* **What is expected**
Take every line from the entries below that includes the word "Organization" and copy it.

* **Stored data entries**
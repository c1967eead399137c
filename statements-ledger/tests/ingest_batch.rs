use statements_ingest::{JsonExtractor, Organization, Resolver};
use statements_ledger::{FileOutcome, Ingestor, SqliteStore, TransactionStore};
use std::path::PathBuf;
use std::sync::Arc;

fn fixture(name: &str) -> PathBuf {
    PathBuf::from(env!("CARGO_MANIFEST_DIR"))
        .join("tests")
        .join("fixtures")
        .join(name)
}

fn setup() -> (Ingestor, Arc<SqliteStore>) {
    let store = Arc::new(SqliteStore::open_in_memory().expect("open db"));
    store.migrate().expect("migrate");
    let ingestor = Ingestor::new(
        Arc::new(JsonExtractor),
        store.clone(),
        Resolver::new(Organization::default()),
    )
    .with_max_concurrent_files(2);
    (ingestor, store)
}

fn batch() -> Vec<PathBuf> {
    vec![fixture("sber_statement.json"), fixture("vtb_statement.json")]
}

/// Two statements ingested concurrently: headers, stop markers and rows after
/// them are dropped, five transactions land in storage.
#[tokio::test(flavor = "multi_thread", worker_threads = 2)]
async fn test_two_banks_concurrently() {
    let (ingestor, store) = setup();

    let report = ingestor.ingest_batch(batch()).await;

    assert!(!report.has_errors(), "{:?}", report.files);
    assert_eq!(report.succeeded(), 2);
    assert_eq!(report.inserted(), 5);
    assert_eq!(store.count().unwrap(), 5);
    assert_eq!(
        report.message(),
        "Files uploaded and processed successfully: 2"
    );

    let sber = &report.files[0];
    assert_eq!(sber.statement_type.as_deref(), Some("СБЕР"));
    assert_eq!(sber.stats.records, 3);
    assert_eq!(sber.stats.inserted, 3);

    let vtb = &report.files[1];
    assert_eq!(vtb.stats.records, 2);
    assert_eq!(vtb.stats.inserted, 2);
}

#[tokio::test]
async fn test_reingest_is_idempotent() {
    let (ingestor, store) = setup();

    let first = ingestor.ingest_batch(batch()).await;
    assert_eq!(first.inserted(), 5);

    let second = ingestor.ingest_batch(batch()).await;
    assert!(!second.has_errors());
    assert_eq!(second.inserted(), 0);
    let duplicates: usize = second.files.iter().map(|f| f.stats.duplicates).sum();
    assert_eq!(duplicates, 5);
    assert_eq!(store.count().unwrap(), 5);
}

#[tokio::test]
async fn test_same_file_twice_in_one_batch() {
    let (ingestor, store) = setup();
    let file = fixture("vtb_statement.json");

    let report = ingestor.ingest_batch(vec![file.clone(), file]).await;

    assert_eq!(report.succeeded(), 2);
    assert_eq!(report.inserted(), 2);
    assert_eq!(store.count().unwrap(), 2);
}

#[tokio::test]
async fn test_resolved_rows_follow_dialect_rules() {
    let (ingestor, store) = setup();
    ingestor.ingest_batch(batch()).await;

    let sber = store
        .transactions_for_account("40702810000000012345")
        .unwrap();
    assert_eq!(sber.len(), 3);
    let first = &sber[0];
    assert_eq!(first.date, "2024-03-05");
    assert_eq!(first.debit, "1500.00");
    assert_eq!(first.credit, "0.00");
    assert_eq!(first.debit_account, "40702810000000012345");
    assert_eq!(first.inn, "7712345678");
    assert_eq!(first.name, "ООО Ромашка");
    assert_eq!(first.credit_account, "40702810900000054321");
    assert_eq!(first.name_c, "ООО Лютик");
    assert_eq!(first.payment_description, "Оплата по счету № 7 от 01.03.2024");

    let second = &sber[1];
    assert_eq!(second.debit_account, "");
    assert_eq!(second.inn, "7700000002");
    assert_eq!(second.credit, "20000.50");

    let vtb = store
        .transactions_for_account("40702810500000000777")
        .unwrap();
    assert_eq!(vtb.len(), 2);
    let incoming = &vtb[0];
    assert_eq!(incoming.date, "2024-03-11");
    assert_eq!(incoming.credit_account, "40702810500000000777");
    assert_eq!(incoming.inn_c, "7712345678");
    assert_eq!(incoming.debit_account, "40702810000000012345");
    assert_eq!(incoming.inn, Organization::default().inn);
    assert_eq!(incoming.document_number, "5501");
    assert_eq!(incoming.payment_description, "Оплата электроэнергии");

    let outgoing = &vtb[1];
    assert_eq!(outgoing.date, "2024-03-12");
    assert_eq!(outgoing.debit_account, "40702810500000000777");
    assert_eq!(outgoing.name, "АО Энергосбыт");
    assert_eq!(outgoing.name_c, Organization::default().name);
}

#[tokio::test]
async fn test_missing_file_marks_batch_erroneous() {
    let (ingestor, store) = setup();

    let report = ingestor
        .ingest_batch(vec![
            fixture("vtb_statement.json"),
            fixture("does_not_exist.json"),
        ])
        .await;

    assert!(report.has_errors());
    assert_eq!(report.succeeded(), 1);
    assert!(matches!(report.files[1].outcome, FileOutcome::Failure(_)));
    assert_eq!(store.count().unwrap(), 2);
}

* **Reply**
use statements_ingest::{JsonExtractor, Organization, Resolver};
        Resolver::new(Organization::default()),
    assert_eq!(incoming.inn, Organization::default().inn);
    assert_eq!(outgoing.name_c, Organization::default().name);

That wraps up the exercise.